Re: iTunes back door, API, DLL raw sample question
Re: iTunes back door, API, DLL raw sample question
- Subject: Re: iTunes back door, API, DLL raw sample question
- From: Brian Willoughby <email@hidden>
- Date: Fri, 29 May 2009 13:50:42 -0700
If you want to play 16/44.1 tracks back-to-back with 24/96, then you
have an interesting problem to solve. No amount of hacking iTunes is
going to get you the results you probably want.
I suggest that you write your own player. There is support in
CoreAudio to notify your application when Audio MIDI Setup changes,
and there is support in CoreAudio for reading (and playing) nearly
all audio file formats except those purchased in iTunes (which won't
play in a Pro Audio DAW anyway). Your application can force the
volume control to 100% and avoid any EQ or other sound altering
options. For your purist approach, I doubt that you want crossfades
or any of the other fancy iTunes features, so all you really need to
implement is a playlist. You may find AudioQueue to be too high
level to meet your needs, but that still leaves a great deal of
CoreAudio features that you can still take advantage of to make your
job very easy.
You could also consider starting with one of the open source audio
programs like Play.app and then tweak only if necessary.
Going through the back door of iTunes, if that is even possible, will
end up being more work, and you're still stuck with an audio engine
that is not designed to directly meet your needs.

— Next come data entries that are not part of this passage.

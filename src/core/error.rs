//! Error types for orchestration operations.

use thiserror::Error;

/// Errors surfaced synchronously to callers of the orchestrator.
///
/// Execution-time problems never appear here: they are folded into a failed
/// attempt by the retry supervisor.
#[derive(Debug, Error, Clone, PartialEq, Eq)]
pub enum OrchestratorError {
    /// An agent with this identifier is already registered.
    #[error("duplicate agent: {0}")]
    DuplicateAgent(String),
    /// A task with this identifier has already been submitted.
    #[error("duplicate task: {0}")]
    DuplicateTask(String),
    /// A workflow with this identifier already exists.
    #[error("duplicate workflow: {0}")]
    DuplicateWorkflow(String),
    /// No agent is registered under this identifier.
    #[error("unknown agent: {0}")]
    UnknownAgent(String),
    /// No task is registered under this identifier.
    #[error("unknown task: {0}")]
    UnknownTask(String),
    /// A task type tag or capability tag is not a known task kind.
    #[error("unsupported task kind: {0}")]
    UnsupportedTaskKind(String),
    /// A submitted task is not in a submittable state.
    #[error("invalid task: {0}")]
    InvalidTask(String),
    /// Configuration failed validation.
    #[error("invalid config: {0}")]
    InvalidConfig(String),
}

/// Fault raised while executing a task, as opposed to a reported failure.
#[derive(Debug, Error, Clone, PartialEq, Eq)]
pub enum ExecutionError {
    /// A required payload field is missing or has the wrong type.
    #[error("invalid payload field `{field}`: {reason}")]
    InvalidPayload {
        /// Payload field name.
        field: String,
        /// What was wrong with it.
        reason: String,
    },
    /// The external collaborator failed.
    #[error("executor fault: {0}")]
    Fault(String),
}

impl ExecutionError {
    /// Shorthand for a missing or ill-typed payload field.
    pub fn invalid_payload(field: impl Into<String>, reason: impl Into<String>) -> Self {
        Self::InvalidPayload {
            field: field.into(),
            reason: reason.into(),
        }
    }
}

/// Application-facing result using anyhow for higher-level contexts.
pub type AppResult<T> = Result<T, anyhow::Error>;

Any new release of
iTunes could add a new EQ or sound altering option that your back
door does not defeat, and you're back to ground zero. I believe that
the list of iTunes features that you need to re-implement in your own
application is much, much shorter than the list of problems in iTunes
that you would have to work around, and the latter list is growing.

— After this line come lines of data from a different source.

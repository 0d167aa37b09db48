//! Orchestrator and deployment configuration structures.

use std::collections::HashSet;
use std::str::FromStr;
use std::time::Duration;

use serde::{Deserialize, Serialize};

use crate::core::{AgentConfig, BackoffPolicy, HealthThresholds};

/// Prefix of environment variables read by [`OrchestratorConfig::from_env`].
pub const ENV_PREFIX: &str = "ORCHESTRATOR_";

/// Tunables for the tick loop, retries, health checks, and dispatch limits.
#[derive(Debug, Clone, PartialEq, Serialize, Deserialize)]
#[serde(default)]
pub struct OrchestratorConfig {
    /// Pause between ticks in milliseconds.
    pub tick_interval_ms: u64,
    /// Pause after a faulted tick in milliseconds.
    pub error_pause_ms: u64,
    /// Backoff before the first retry in milliseconds; doubles per attempt.
    pub backoff_unit_ms: u64,
    /// Optional cap on a single backoff delay in milliseconds.
    pub max_backoff_ms: Option<u64>,
    /// Idle seconds before the health monitor flags an agent.
    pub inactivity_threshold_secs: u64,
    /// Reliability percentage under which an experienced agent is flagged.
    pub reliability_floor: f64,
    /// Outcomes an agent must exceed before the reliability floor applies.
    pub min_outcomes_for_alert: u64,
    /// Cap on concurrently supervised tasks. `None` is unbounded.
    pub max_in_flight: Option<usize>,
    /// Cap on concurrently supervised tasks per agent. `None` is unbounded.
    pub max_in_flight_per_agent: Option<u32>,
    /// Submit the next occurrence of a recurring task once it finishes.
    pub resubmit_recurring: bool,
}

impl Default for OrchestratorConfig {
    fn default() -> Self {
        Self {
            tick_interval_ms: 10_000,
            error_pause_ms: 30_000,
            backoff_unit_ms: 1_000,
            max_backoff_ms: None,
            inactivity_threshold_secs: 60 * 60,
            reliability_floor: 80.0,
            min_outcomes_for_alert: 10,
            max_in_flight: None,
            max_in_flight_per_agent: None,
            resubmit_recurring: false,
        }
    }
}

impl OrchestratorConfig {
    /// Validate configuration values.
    pub fn validate(&self) -> Result<(), String> {
        if self.tick_interval_ms == 0 {
            return Err("tick_interval_ms must be greater than 0".into());
        }
        if self.error_pause_ms == 0 {
            return Err("error_pause_ms must be greater than 0".into());
        }
        if self.max_backoff_ms == Some(0) {
            return Err("max_backoff_ms must be greater than 0 when set".into());
        }
        if !(0.0..=100.0).contains(&self.reliability_floor) {
            return Err("reliability_floor must be within 0..=100".into());
        }
        if self.max_in_flight == Some(0) {
            return Err("max_in_flight must be greater than 0 when set".into());
        }
        if self.max_in_flight_per_agent == Some(0) {
            return Err("max_in_flight_per_agent must be greater than 0 when set".into());
        }
        Ok(())
    }

    /// Parse configuration from a JSON string and validate.
    pub fn from_json_str(input: &str) -> Result<Self, String> {
        let cfg: Self = serde_json::from_str(input).map_err(|e| format!("parse error: {e}"))?;
        cfg.validate()?;
        Ok(cfg)
    }

    /// Build configuration from `ORCHESTRATOR_*` environment variables over
    /// the defaults, loading a `.env` file first if one exists.
    pub fn from_env() -> Result<Self, String> {
        let _ = dotenvy::dotenv();
        let mut cfg = Self::default();
        if let Some(v) = env_var("TICK_INTERVAL_MS")? {
            cfg.tick_interval_ms = v;
        }
        if let Some(v) = env_var("ERROR_PAUSE_MS")? {
            cfg.error_pause_ms = v;
        }
        if let Some(v) = env_var("BACKOFF_UNIT_MS")? {
            cfg.backoff_unit_ms = v;
        }
        if let Some(v) = env_var("MAX_BACKOFF_MS")? {
            cfg.max_backoff_ms = Some(v);
        }
        if let Some(v) = env_var("INACTIVITY_THRESHOLD_SECS")? {
            cfg.inactivity_threshold_secs = v;
        }
        if let Some(v) = env_var("RELIABILITY_FLOOR")? {
            cfg.reliability_floor = v;
        }
        if let Some(v) = env_var("MIN_OUTCOMES_FOR_ALERT")? {
            cfg.min_outcomes_for_alert = v;
        }
        if let Some(v) = env_var("MAX_IN_FLIGHT")? {
            cfg.max_in_flight = Some(v);
        }
        if let Some(v) = env_var("MAX_IN_FLIGHT_PER_AGENT")? {
            cfg.max_in_flight_per_agent = Some(v);
        }
        if let Some(v) = env_var("RESUBMIT_RECURRING")? {
            cfg.resubmit_recurring = v;
        }
        cfg.validate()?;
        Ok(cfg)
    }

    /// Pause between ticks.
    pub const fn tick_interval(&self) -> Duration {
        Duration::from_millis(self.tick_interval_ms)
    }

    /// Pause after a faulted tick.
    pub const fn error_pause(&self) -> Duration {
        Duration::from_millis(self.error_pause_ms)
    }

    /// Retry backoff derived from the config.
    pub fn backoff_policy(&self) -> BackoffPolicy {
        BackoffPolicy {
            unit: Duration::from_millis(self.backoff_unit_ms),
            max_delay: self.max_backoff_ms.map(Duration::from_millis),
        }
    }

    /// Health monitor thresholds derived from the config.
    pub const fn health_thresholds(&self) -> HealthThresholds {
        HealthThresholds {
            inactivity: Duration::from_secs(self.inactivity_threshold_secs),
            reliability_floor: self.reliability_floor,
            min_outcomes: self.min_outcomes_for_alert,
        }
    }
}

fn env_var<T: FromStr>(suffix: &str) -> Result<Option<T>, String>
where
    T::Err: std::fmt::Display,
{
    let key = format!("{ENV_PREFIX}{suffix}");
    match std::env::var(&key) {
        Ok(raw) => raw
            .trim()
            .parse()
            .map(Some)
            .map_err(|e| format!("{key}: {e}")),
        Err(_) => Ok(None),
    }
}

/// Orchestrator settings together with the agents to register at startup.
#[derive(Debug, Clone, PartialEq, Serialize, Deserialize)]
pub struct DeploymentConfig {
    /// Orchestrator tunables.
    #[serde(default)]
    pub orchestrator: OrchestratorConfig,
    /// Agents registered when the scheduler is built.
    #[serde(default)]
    pub agents: Vec<AgentConfig>,
}

impl DeploymentConfig {
    /// Validate the orchestrator settings and every agent, rejecting duplicate ids.
    pub fn validate(&self) -> Result<(), String> {
        self.orchestrator
            .validate()
            .map_err(|e| format!("orchestrator invalid: {e}"))?;
        let mut seen = HashSet::new();
        for agent in &self.agents {
            agent
                .validate()
                .map_err(|e| format!("agent `{}` invalid: {e}", agent.id))?;
            if !seen.insert(agent.id.as_str()) {
                return Err(format!("agent `{}` defined more than once", agent.id));
            }
        }
        Ok(())
    }

    /// Parse a deployment from a JSON string and validate.
    pub fn from_json_str(input: &str) -> Result<Self, String> {
        let cfg: Self = serde_json::from_str(input).map_err(|e| format!("parse error: {e}"))?;
        cfg.validate()?;
        Ok(cfg)
    }
}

Remember that you have support in CoreAudio for most of the features
in iTunes, so you're not really going to have to write much code at all.
Brian Willoughby
Sound Consulting
On May 29, 2009, at 13:34, Gordon Rankin wrote:
I design high end audio asynchronous usb dac hardware. A lot of
customers have found that iTunes while nice may not sound as good as
actually playing tracks in pro audio tools. The problem with Pro
Audio is one track at a time.
One of the reason's why iTunes does not sound as good is that iTunes
takes a snap shot of Audio Midi Setup for the device output in
question and resamples to that rate and bit size before it goes out.
So you may have a 44.1/16 bit track then a 24/96 track and they will
both be resampled to the rate specified in the Audio Midi setup.
Other problems happen when users forget setting the volume control to
100% and using eq and other sound altering options.
The nice thing about iTunes is there are a bunch of applications for
remote access and control as well as the ripping and burning
capabilities.
So I had an idea that maybe there was an interface for iTunes were
the sample and sample rate info was passed to a DLL or API for
processing that we could hijack the sample and out put it to a known
device as is without any processing and change the sample rate on the
fly. In return to iTunes we would pass the altered sample back as a
ZERO so when iTunes passed the sample onto the mixer that it would
not interfere or be output as anything.
Anything like that? Anyone interested in helping me out with this?